The Washington Times-Herald


August 31, 2013

Never pass on opportunities to help your children

Do you remember your favorite back-to-school outfit from second grade? Or your favorite teacher? She may have been the one with the carpeted reading area in the corner.

My second grade teacher, Yolanda Boyd, had such a rug. It was made of several colorful carpet samples all fastened together. It’s where we, as second graders, constructed our own Indian teepee and we learned of life out West. And, it’s were Mrs. Boyd, with her beautiful dark brown hair in the 1970s stylish bob-cut, sat in a her oak rocking chair and read to us every school day afternoon. “James and the Giant Peach” was my favorite and I remember it vividly.

I recently read that book to my daughters, so they too could experience James Henry Trotter and the magical bugs he met inside the enormous peach. That same rocking chair is was where she was sitting when she told us it was okay to cry when we read how “Old Yeller” died.
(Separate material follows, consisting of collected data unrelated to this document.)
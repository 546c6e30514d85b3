//! Audit trail of user actions.

use chrono::{DateTime, Utc};
use serde::{Deserialize, Serialize};
use sqlx::FromRow;
use utoipa::ToSchema;
use uuid::Uuid;

/// Recorded user action.
#[derive(Debug, Clone, Serialize, Deserialize, FromRow, ToSchema)]
pub struct ActivityLog {
    pub activity_id: Uuid,
    pub user_id: Uuid,
    #[schema(example = "created")]
    pub action: String,
    #[schema(example = "invoice")]
    pub entity_type: Option<String>,
    pub entity_id: Option<Uuid>,
    pub details: Option<String>,
    pub ip_address: Option<String>,
    pub created_utc: DateTime<Utc>,
}

/// Input for recording an action.
#[derive(Debug, Clone)]
pub struct NewActivity {
    pub user_id: Uuid,
    pub action: String,
    pub entity_type: Option<String>,
    pub entity_id: Option<Uuid>,
    pub details: Option<String>,
    pub ip_address: Option<String>,
}

impl NewActivity {
    pub fn new(user_id: Uuid, action: &str) -> Self {
        Self {
            user_id,
            action: action.to_string(),
            entity_type: None,
            entity_id: None,
            details: None,
            ip_address: None,
        }
    }

    pub fn entity(mut self, entity_type: &str, entity_id: Uuid) -> Self {
        self.entity_type = Some(entity_type.to_string());
        self.entity_id = Some(entity_id);
        self
    }

    pub fn details(mut self, details: impl Into<String>) -> Self {
        self.details = Some(details.into());
        self
    }

    pub fn ip(mut self, ip_address: Option<String>) -> Self {
        self.ip_address = ip_address;
        self
    }
}
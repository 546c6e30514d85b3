//! Invoice model for invoicing-service.

use chrono::{DateTime, NaiveDate, Utc};
use rust_decimal::Decimal;
use serde::{Deserialize, Serialize};
use sqlx::FromRow;
use std::fmt;
use utoipa::ToSchema;
use uuid::Uuid;

use super::line_item::NewLineItem;

/// Invoice status.
#[derive(Debug, Clone, Copy, PartialEq, Eq, Hash, Serialize, Deserialize, ToSchema)]
#[serde(rename_all = "snake_case")]
pub enum InvoiceStatus {
    Draft,
    Sent,
    Paid,
    Overdue,
    Cancelled,
}

impl InvoiceStatus {
    pub fn as_str(&self) -> &'static str {
        match self {
            InvoiceStatus::Draft => "draft",
            InvoiceStatus::Sent => "sent",
            InvoiceStatus::Paid => "paid",
            InvoiceStatus::Overdue => "overdue",
            InvoiceStatus::Cancelled => "cancelled",
        }
    }

    pub fn parse(s: &str) -> Option<Self> {
        match s {
            "draft" => Some(InvoiceStatus::Draft),
            "sent" => Some(InvoiceStatus::Sent),
            "paid" => Some(InvoiceStatus::Paid),
            "overdue" => Some(InvoiceStatus::Overdue),
            "cancelled" => Some(InvoiceStatus::Cancelled),
            _ => None,
        }
    }

    /// Sent or overdue: issued to the client and awaiting payment.
    pub fn is_outstanding(&self) -> bool {
        matches!(self, InvoiceStatus::Sent | InvoiceStatus::Overdue)
    }

    /// Statuses that count towards VAT reporting.
    pub fn is_issued(&self) -> bool {
        matches!(
            self,
            InvoiceStatus::Sent | InvoiceStatus::Paid | InvoiceStatus::Overdue
        )
    }
}

impl fmt::Display for InvoiceStatus {
    fn fmt(&self, f: &mut fmt::Formatter<'_>) -> fmt::Result {
        f.write_str(self.as_str())
    }
}

/// Invoice document.
#[derive(Debug, Clone, Serialize, Deserialize, FromRow, ToSchema)]
pub struct Invoice {
    pub invoice_id: Uuid,
    pub company_id: Uuid,
    pub user_id: Uuid,
    pub client_id: Uuid,
    #[schema(example = "SF000001")]
    pub invoice_number: String,
    pub invoice_date: NaiveDate,
    pub due_date: NaiveDate,
    #[schema(example = "draft")]
    pub status: String,
    pub subtotal: Decimal,
    pub tax_amount: Decimal,
    pub total: Decimal,
    pub notes: Option<String>,
    pub internal_notes: Option<String>,
    pub payment_reference: Option<String>,
    pub paid_date: Option<NaiveDate>,
    pub paid_amount: Option<Decimal>,
    pub sent_utc: Option<DateTime<Utc>>,
    pub created_utc: DateTime<Utc>,
    pub updated_utc: DateTime<Utc>,
}

impl Invoice {
    /// Stored status. Rows only ever hold the five known values.
    pub fn status(&self) -> InvoiceStatus {
        InvoiceStatus::parse(&self.status).unwrap_or(InvoiceStatus::Draft)
    }
}

/// Filter parameters for listing invoices.
#[derive(Debug, Clone)]
pub struct ListInvoicesFilter {
    pub status: Option<InvoiceStatus>,
    pub client_id: Option<Uuid>,
    pub date_from: Option<NaiveDate>,
    pub date_to: Option<NaiveDate>,
    pub page: i64,
    pub per_page: i64,
}

impl Default for ListInvoicesFilter {
    fn default() -> Self {
        Self {
            status: None,
            client_id: None,
            date_from: None,
            date_to: None,
            page: 1,
            per_page: 20,
        }
    }
}

impl ListInvoicesFilter {
    /// Every invoice of the company, for reports and dashboards.
    pub fn all() -> Self {
        Self {
            per_page: i64::MAX,
            ..Self::default()
        }
    }

    pub fn offset(&self) -> i64 {
        (self.page.max(1) - 1).saturating_mul(self.per_page)
    }
}

/// Input for creating an invoice. The number is assigned by the store.
#[derive(Debug, Clone)]
pub struct CreateInvoice {
    pub company_id: Uuid,
    pub user_id: Uuid,
    pub client_id: Uuid,
    pub invoice_date: NaiveDate,
    pub due_date: NaiveDate,
    pub notes: Option<String>,
    pub internal_notes: Option<String>,
    /// Items inserted in the same transaction (used by duplication).
    pub items: Vec<NewLineItem>,
}

/// Input for updating a draft invoice.
#[derive(Debug, Clone, Default)]
pub struct UpdateInvoice {
    pub client_id: Option<Uuid>,
    pub invoice_date: Option<NaiveDate>,
    pub due_date: Option<NaiveDate>,
    pub notes: Option<String>,
    pub internal_notes: Option<String>,
}

/// A status change computed by the lifecycle, applied by the store only if
/// the invoice is still in `from`.
#[derive(Debug, Clone)]
pub struct StatusChange {
    pub from: InvoiceStatus,
    pub to: InvoiceStatus,
    pub sent_utc: Option<DateTime<Utc>>,
    pub payment_reference: Option<String>,
    pub paid_date: Option<NaiveDate>,
    pub paid_amount: Option<Decimal>,
}

impl StatusChange {
    pub fn new(from: InvoiceStatus, to: InvoiceStatus) -> Self {
        Self {
            from,
            to,
            sent_utc: None,
            payment_reference: None,
            paid_date: None,
            paid_amount: None,
        }
    }
}
//! VAT rates accepted on line items and products.

use rust_decimal::Decimal;
use serde::{Deserialize, Serialize};
use utoipa::ToSchema;

/// The fixed set of VAT percentages an item may carry.
#[derive(Debug, Clone, Copy, PartialEq, Eq, Hash, Serialize, Deserialize, ToSchema)]
#[serde(rename_all = "snake_case")]
pub enum TaxRate {
    Standard,
    Reduced,
    SuperReduced,
    Zero,
}

impl TaxRate {
    pub const ALL: [TaxRate; 4] = [
        TaxRate::Standard,
        TaxRate::Reduced,
        TaxRate::SuperReduced,
        TaxRate::Zero,
    ];

    pub fn percent(&self) -> i32 {
        match self {
            TaxRate::Standard => 21,
            TaxRate::Reduced => 9,
            TaxRate::SuperReduced => 5,
            TaxRate::Zero => 0,
        }
    }

    pub fn as_decimal(&self) -> Decimal {
        Decimal::from(self.percent())
    }

    pub fn from_percent(percent: i32) -> Option<Self> {
        Self::ALL.into_iter().find(|rate| rate.percent() == percent)
    }

    pub fn as_str(&self) -> &'static str {
        match self {
            TaxRate::Standard => "standard",
            TaxRate::Reduced => "reduced",
            TaxRate::SuperReduced => "super_reduced",
            TaxRate::Zero => "zero",
        }
    }
}

impl Default for TaxRate {
    fn default() -> Self {
        TaxRate::Standard
    }
}

#[cfg(test)]
mod tests {
    use super::*;

    #[test]
    fn known_percentages_round_trip() {
        for rate in TaxRate::ALL {
            assert_eq!(TaxRate::from_percent(rate.percent()), Some(rate));
        }
    }

    #[test]
    fn unknown_percentage_is_rejected() {
        assert_eq!(TaxRate::from_percent(20), None);
        assert_eq!(TaxRate::from_percent(-21), None);
    }

    #[test]
    fn default_is_standard_rate() {
        assert_eq!(TaxRate::default().percent(), 21);
    }
}
//! service-core: shared infrastructure for the invoicing workspace.
pub mod config;
pub mod error;
pub mod middleware;
pub mod observability;

pub use async_trait;
pub use axum;
pub use serde;
pub use serde_json;
pub use tokio;
pub use tower;
pub use tower_http;
pub use tracing;
pub use validator;
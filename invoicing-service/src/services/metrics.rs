//! Prometheus metrics for invoicing-service.

use once_cell::sync::Lazy;
use prometheus::{
    register_counter_vec, register_histogram_vec, CounterVec, HistogramVec, TextEncoder,
};

/// Invoice counter by lifecycle status reached.
pub static INVOICES_TOTAL: Lazy<CounterVec> = Lazy::new(|| {
    register_counter_vec!(
        "invoicing_invoices_total",
        "Total number of invoices by status reached",
        &["status"] // draft, sent, paid, overdue, cancelled
    )
    .expect("Failed to register invoices_total")
});

/// Line item mutations by operation.
pub static LINE_ITEM_MUTATIONS_TOTAL: Lazy<CounterVec> = Lazy::new(|| {
    register_counter_vec!(
        "invoicing_line_item_mutations_total",
        "Total number of line item mutations",
        &["operation"] // add, update, remove
    )
    .expect("Failed to register line_item_mutations_total")
});

/// Creations refused by plan limits.
pub static ENTITLEMENT_DENIALS_TOTAL: Lazy<CounterVec> = Lazy::new(|| {
    register_counter_vec!(
        "invoicing_entitlement_denials_total",
        "Total number of creations denied by plan limits",
        &["resource", "plan"]
    )
    .expect("Failed to register entitlement_denials_total")
});

/// Outgoing email by template and outcome.
pub static EMAILS_TOTAL: Lazy<CounterVec> = Lazy::new(|| {
    register_counter_vec!(
        "invoicing_emails_total",
        "Total number of emails by template and outcome",
        &["template", "outcome"]
    )
    .expect("Failed to register emails_total")
});

/// PDF render duration histogram.
pub static PDF_RENDER_DURATION: Lazy<HistogramVec> = Lazy::new(|| {
    register_histogram_vec!(
        "invoicing_pdf_render_duration_seconds",
        "Invoice PDF render duration in seconds",
        &["outcome"],
        vec![0.005, 0.01, 0.025, 0.05, 0.1, 0.25, 0.5, 1.0, 2.5]
    )
    .expect("Failed to register pdf_render_duration")
});

/// Error counter for alerting.
pub static ERRORS_TOTAL: Lazy<CounterVec> = Lazy::new(|| {
    register_counter_vec!(
        "invoicing_errors_total",
        "Total number of errors by type",
        &["error_type"]
    )
    .expect("Failed to register errors_total")
});

/// Database query duration histogram.
pub static DB_QUERY_DURATION: Lazy<HistogramVec> = Lazy::new(|| {
    register_histogram_vec!(
        "invoicing_db_query_duration_seconds",
        "Database query duration in seconds",
        &["operation"],
        vec![0.001, 0.005, 0.01, 0.025, 0.05, 0.1, 0.25, 0.5, 1.0]
    )
    .expect("Failed to register db_query_duration")
});

/// Invoiced amount (sent invoices) by currency.
pub static INVOICE_AMOUNT_TOTAL: Lazy<CounterVec> = Lazy::new(|| {
    register_counter_vec!(
        "invoicing_invoice_amount_total",
        "Total amount of sent invoices by currency",
        &["currency"]
    )
    .expect("Failed to register invoice_amount_total")
});

/// Payment amount counter by currency.
pub static PAYMENT_AMOUNT_TOTAL: Lazy<CounterVec> = Lazy::new(|| {
    register_counter_vec!(
        "invoicing_payment_amount_total",
        "Total payment amount by currency",
        &["currency"]
    )
    .expect("Failed to register payment_amount_total")
});

/// Initialize all metrics (forces lazy initialization).
pub fn init_metrics() {
    Lazy::force(&INVOICES_TOTAL);
    Lazy::force(&LINE_ITEM_MUTATIONS_TOTAL);
    Lazy::force(&ENTITLEMENT_DENIALS_TOTAL);
    Lazy::force(&EMAILS_TOTAL);
    Lazy::force(&PDF_RENDER_DURATION);
    Lazy::force(&ERRORS_TOTAL);
    Lazy::force(&DB_QUERY_DURATION);
    Lazy::force(&INVOICE_AMOUNT_TOTAL);
    Lazy::force(&PAYMENT_AMOUNT_TOTAL);
}

/// Get metrics in Prometheus text format.
pub fn get_metrics() -> String {
    let encoder = TextEncoder::new();
    let metric_families = prometheus::gather();
    encoder
        .encode_to_string(&metric_families)
        .unwrap_or_default()
}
Mrs. Boyd taught us a little about life that year. I remember a couple of boys who learned the consequences of bad behavior. And, a few of us girls learned the disappointment and drama of what we thought then was “true love.”

Curriculum and programming for youngsters has changed so much since my own school days. And, in some ways, the children have changed. So much more is demanded of their time, and expected in their state assessment scores. Many of us, as parents, try to keep them busy in activities outside school hours, giving them less time to get in trouble, and we put much effort forth to make them well-rounded.

Although the stress and expectations put upon our teachers is different, from what I have witnessed, the heart of our local teachers in the classroom is unchanging. I see it in my own daughters’ school. Their teachers are passionate about their students and teaching, and helping children to become responsible, productive adults.